++++ Dataset records ++++

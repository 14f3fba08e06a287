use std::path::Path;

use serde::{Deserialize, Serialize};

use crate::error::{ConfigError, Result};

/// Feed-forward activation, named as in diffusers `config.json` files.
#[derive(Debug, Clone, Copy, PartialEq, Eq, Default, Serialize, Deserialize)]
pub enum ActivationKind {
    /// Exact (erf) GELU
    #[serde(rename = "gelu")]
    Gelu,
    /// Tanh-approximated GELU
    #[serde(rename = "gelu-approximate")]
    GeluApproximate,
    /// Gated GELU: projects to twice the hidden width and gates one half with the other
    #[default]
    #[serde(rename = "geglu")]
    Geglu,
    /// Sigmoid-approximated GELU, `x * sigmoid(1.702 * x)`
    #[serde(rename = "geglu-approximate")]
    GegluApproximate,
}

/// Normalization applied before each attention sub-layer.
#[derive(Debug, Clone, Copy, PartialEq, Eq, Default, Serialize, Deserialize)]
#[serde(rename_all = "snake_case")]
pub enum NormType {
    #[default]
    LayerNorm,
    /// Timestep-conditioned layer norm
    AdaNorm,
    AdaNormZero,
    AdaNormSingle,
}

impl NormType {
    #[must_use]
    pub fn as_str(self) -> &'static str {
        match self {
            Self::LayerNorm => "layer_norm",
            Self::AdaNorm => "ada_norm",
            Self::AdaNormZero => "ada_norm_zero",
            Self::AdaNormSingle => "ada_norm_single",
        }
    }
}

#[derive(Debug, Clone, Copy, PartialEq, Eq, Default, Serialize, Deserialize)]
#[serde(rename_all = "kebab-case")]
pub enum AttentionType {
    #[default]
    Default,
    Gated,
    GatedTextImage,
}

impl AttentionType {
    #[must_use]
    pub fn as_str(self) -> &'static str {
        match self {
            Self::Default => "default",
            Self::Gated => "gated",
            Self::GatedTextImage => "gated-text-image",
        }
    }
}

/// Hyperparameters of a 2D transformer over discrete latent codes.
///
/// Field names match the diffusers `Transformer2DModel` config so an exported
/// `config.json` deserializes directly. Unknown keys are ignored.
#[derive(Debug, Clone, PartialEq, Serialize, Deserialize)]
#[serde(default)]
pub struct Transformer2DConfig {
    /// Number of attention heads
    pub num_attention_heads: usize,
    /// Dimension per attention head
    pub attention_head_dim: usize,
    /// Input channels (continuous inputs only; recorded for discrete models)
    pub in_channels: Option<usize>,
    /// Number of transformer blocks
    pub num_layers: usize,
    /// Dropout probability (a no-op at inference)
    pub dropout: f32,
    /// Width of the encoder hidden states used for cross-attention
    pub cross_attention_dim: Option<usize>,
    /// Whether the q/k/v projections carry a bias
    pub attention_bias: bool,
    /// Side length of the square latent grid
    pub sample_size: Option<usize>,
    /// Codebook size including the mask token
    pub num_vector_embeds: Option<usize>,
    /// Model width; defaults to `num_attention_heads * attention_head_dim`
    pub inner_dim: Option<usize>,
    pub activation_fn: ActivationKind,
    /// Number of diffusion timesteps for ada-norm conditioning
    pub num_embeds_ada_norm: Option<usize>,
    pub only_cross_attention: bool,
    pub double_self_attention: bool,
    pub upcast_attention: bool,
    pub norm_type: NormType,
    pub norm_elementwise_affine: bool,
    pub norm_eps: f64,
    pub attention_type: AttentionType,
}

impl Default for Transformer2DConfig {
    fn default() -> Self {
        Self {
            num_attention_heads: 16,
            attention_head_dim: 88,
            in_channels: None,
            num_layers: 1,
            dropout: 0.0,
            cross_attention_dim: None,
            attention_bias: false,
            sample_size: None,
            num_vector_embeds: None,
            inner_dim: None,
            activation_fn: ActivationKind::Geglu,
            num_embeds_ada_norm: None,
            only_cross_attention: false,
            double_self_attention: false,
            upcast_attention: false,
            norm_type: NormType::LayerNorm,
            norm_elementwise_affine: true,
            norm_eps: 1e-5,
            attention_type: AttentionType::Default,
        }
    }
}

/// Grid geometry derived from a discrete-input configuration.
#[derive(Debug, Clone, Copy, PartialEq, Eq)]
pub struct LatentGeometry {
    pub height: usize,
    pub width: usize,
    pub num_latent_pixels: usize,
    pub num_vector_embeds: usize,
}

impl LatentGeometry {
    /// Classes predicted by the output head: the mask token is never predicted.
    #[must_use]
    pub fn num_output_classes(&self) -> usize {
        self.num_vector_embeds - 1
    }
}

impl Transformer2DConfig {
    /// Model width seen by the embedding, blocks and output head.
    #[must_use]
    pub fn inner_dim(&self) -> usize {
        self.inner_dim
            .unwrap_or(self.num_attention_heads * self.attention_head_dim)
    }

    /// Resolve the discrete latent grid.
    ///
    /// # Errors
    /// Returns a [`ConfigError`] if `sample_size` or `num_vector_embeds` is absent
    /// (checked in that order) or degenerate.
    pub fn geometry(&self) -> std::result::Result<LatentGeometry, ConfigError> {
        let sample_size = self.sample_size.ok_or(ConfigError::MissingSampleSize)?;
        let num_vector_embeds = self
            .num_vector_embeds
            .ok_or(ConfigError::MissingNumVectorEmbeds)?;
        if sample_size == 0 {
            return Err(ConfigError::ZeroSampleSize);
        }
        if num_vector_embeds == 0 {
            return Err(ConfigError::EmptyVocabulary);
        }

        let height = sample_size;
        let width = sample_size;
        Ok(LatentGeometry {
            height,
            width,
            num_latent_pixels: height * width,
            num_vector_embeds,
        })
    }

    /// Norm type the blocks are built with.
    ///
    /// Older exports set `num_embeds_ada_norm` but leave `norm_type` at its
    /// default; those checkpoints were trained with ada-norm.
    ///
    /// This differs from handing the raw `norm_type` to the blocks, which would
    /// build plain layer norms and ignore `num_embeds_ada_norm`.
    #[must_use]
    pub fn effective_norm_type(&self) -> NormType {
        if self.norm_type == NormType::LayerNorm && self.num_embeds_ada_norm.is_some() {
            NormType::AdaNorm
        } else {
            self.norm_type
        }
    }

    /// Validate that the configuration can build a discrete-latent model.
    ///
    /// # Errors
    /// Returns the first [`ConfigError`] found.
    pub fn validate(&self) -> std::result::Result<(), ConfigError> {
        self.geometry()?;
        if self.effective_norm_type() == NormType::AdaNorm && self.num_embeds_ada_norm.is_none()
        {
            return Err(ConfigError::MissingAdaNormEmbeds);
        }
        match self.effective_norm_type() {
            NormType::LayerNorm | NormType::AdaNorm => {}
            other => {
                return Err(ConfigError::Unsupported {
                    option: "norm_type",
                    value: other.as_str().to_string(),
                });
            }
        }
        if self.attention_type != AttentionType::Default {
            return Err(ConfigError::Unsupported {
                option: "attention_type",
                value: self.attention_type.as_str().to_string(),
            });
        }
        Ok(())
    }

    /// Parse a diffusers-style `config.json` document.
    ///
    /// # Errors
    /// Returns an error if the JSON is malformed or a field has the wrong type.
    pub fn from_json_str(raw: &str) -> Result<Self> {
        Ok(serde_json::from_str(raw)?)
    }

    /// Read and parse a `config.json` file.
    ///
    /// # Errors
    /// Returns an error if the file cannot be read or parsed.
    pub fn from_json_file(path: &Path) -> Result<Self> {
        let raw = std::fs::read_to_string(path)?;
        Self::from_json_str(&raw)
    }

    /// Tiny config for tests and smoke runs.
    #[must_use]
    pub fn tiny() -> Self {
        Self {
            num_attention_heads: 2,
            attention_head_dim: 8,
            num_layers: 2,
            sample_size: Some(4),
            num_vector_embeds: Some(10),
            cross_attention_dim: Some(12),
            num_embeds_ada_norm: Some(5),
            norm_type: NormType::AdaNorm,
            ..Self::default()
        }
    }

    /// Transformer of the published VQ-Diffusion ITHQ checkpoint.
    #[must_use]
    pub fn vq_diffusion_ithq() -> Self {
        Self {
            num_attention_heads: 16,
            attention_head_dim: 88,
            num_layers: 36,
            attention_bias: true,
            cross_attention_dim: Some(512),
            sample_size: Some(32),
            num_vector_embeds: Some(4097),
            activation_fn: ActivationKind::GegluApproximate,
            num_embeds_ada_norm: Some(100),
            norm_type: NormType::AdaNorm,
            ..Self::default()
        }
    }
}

++++
++++ Dataset records ++++

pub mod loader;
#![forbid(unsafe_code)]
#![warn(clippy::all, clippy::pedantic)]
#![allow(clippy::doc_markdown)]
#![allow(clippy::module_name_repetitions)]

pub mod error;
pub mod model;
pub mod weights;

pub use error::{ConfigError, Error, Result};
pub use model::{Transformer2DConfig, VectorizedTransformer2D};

++++

[What this task involves]: Sift through the material above and copy the lines that contain the word "AdaNormZero".

[Task output]:
    AdaNormZero,
            Self::AdaNormZero => "ada_norm_zero",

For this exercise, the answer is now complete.